Table 1: Overhead Compensation Results for NAS Benchmarks on Linux Cluster - Sequential

*Experiment*	MO	PA	PA-comp	CA	CA-comp
	$\mu secs$	$\mu secs$	$\mu secs$	$\mu secs$	$\mu secs$
SP-A min	387588657	397602281	392833924	405226516	399405895
mean	388540699	398360423	394245841	407233889	401650317
%error (min:mean)		2.5 : 2.5	1.3 : 1.4	4.5 : 4.8	3.0 : 3.3
SP-W min	65427051	67942093	66404006	71812623	65517453
mean	66178471	69254426	67104562	73659688	66687843
%error (min:mean)		3.8 : 4.6	1.4 : 1.3	9.7 : 11.3	0.1 : 0.7
BT-A min	522765488	549063282	542479898	553178345	532736660
mean	524248915	552617635	545409236	555959945	536680190
%error (min:mean)		4.6 : 5.2	3.4 : 3.8	5.8 : 6.0	1.9 : 2.3
LU-W min	297366632	300993317	302786082	306287598	303405699
mean	299395075	302941264	305796049	307849925	306172285
%error (min:mean)		1.4 : 3.3	0.0 : -0.6	10.2 : 8.9	3.4 : 2.6
CG-A min	5368659	5733951	5740469	6824800	6536302
mean	5560969	5758157	5764569	6916842	6628535
%error (min:mean)		6.8 : 3.5	6.9 : 3.6	27.1 : 24.3	21.7 : 19.1
IS-A min	5967910	17540614	6094620	35457776	2632054
mean	5987002	17667114	6215288	36008102	4441510
%error (min:mean)		193.9 : 195.0	2.1 : 3.8	494.1 : 501.4	-55.8 : -25.8
FT-A min	24593893	25418103	25296244	29104159	28754736
mean	25215853	25549141	25557557	29470907	28918045
%error (min:mean)		3.3 : 1.3	2.8 : 1.3	18.3 : 16.9	16.9 : 14.6

An important observation is that the TAU measurement overhead per event is already very small, on the order of 500 nanoseconds for flat profiling on a 2.8 GHz Pentium Xeon processor. This can be easily seen in the TAU profile results (not shown) where the overhead estimation is given as an event in the profile. Of course, the slowdown seen in the PA and CA runs depends on the benchmark and the number of events instrumented and generated during execution. Because more events are created for callpath profiling, we expect to see more slowdown for the CA runs.

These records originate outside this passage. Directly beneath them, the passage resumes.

//! Index and geometry reconciliation for drag-and-drop list reordering.
//!
//! On every pointer update a [`Container`] decides which of its slots the
//! dragged item displaces, where it would land if dropped now, the bounds of
//! the placeholder ("shadow") occupying that landing slot, and how far every
//! other slot has to slide to make room. Geometry is read from, and
//! translations written to, a host-provided [`Layout`].

mod container;
mod drag;
mod drop;
mod error;
mod geometry;
mod insertion;
mod layout;
mod memory;
mod options;
mod position;
mod session;
mod shadow;
mod stretch;
mod translation;

pub use container::{ANIMATION_RESTORE_DELAY, Container};
pub use drag::{ContainerId, DragInfo, DragResult};
pub use drop::{DropEvent, DropResult, resolve_drop, splice};
pub use error::{Error, Result};
pub use geometry::{BeginEnd, Orientation, Point, Size};
pub use insertion::resolve_insertion_index;
pub use layout::Layout;
pub use memory::{MemoryLayout, SlotId};
pub use options::{Behaviour, ContainerOptions, DEFAULT_GROUP_NAME};
pub use position::resolve_index;
pub use session::{DragSession, Phase, SessionState};
pub use shadow::{FIRST_INSERT_MARGIN, ShadowBounds, compute_shadow_bounds};
pub use stretch::InsertionStretcher;
pub use translation::{TranslationCalculator, translations};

The results show that overhead compensation is better at approximating the total execution time, both for flat profiles and for callpath profiles. This is generally true for all of the NAS benchmarks we tested. In the case of IS-A, the flat profile compensation (PA-comp) shows remarkable improvement, from a 193% error in the PA measurement to within 2.1% of the ``main'' execution time. The improvements in compensated callpath profiles for SP-W to less than 1% error are also impressive.

To be clear, we are instrumenting every routine in the program as well as every depth of callpath. If, as a result, we instrument a small routine that gets called many times, overheads can accumulate significantly. For callpath profiling with instrumentation including a small event, overheads will be effectively multiplied by the number of callpaths containing the small routine. This is what is happening in IS-A. Flat profile compensation can deal with the error, but callpath compensation cannot. It is interesting that the reason can be attributed to the small differences in overhead unit estimation, ranging in this case from 957 nanoseconds (minimum) to 1045 (maximum). This seemingly minor 90 nanoseconds difference is enough in IS-A callpath profiling to cause major compensation errors. Certainly, the proper course of action is to remove the small routine from instrumentation.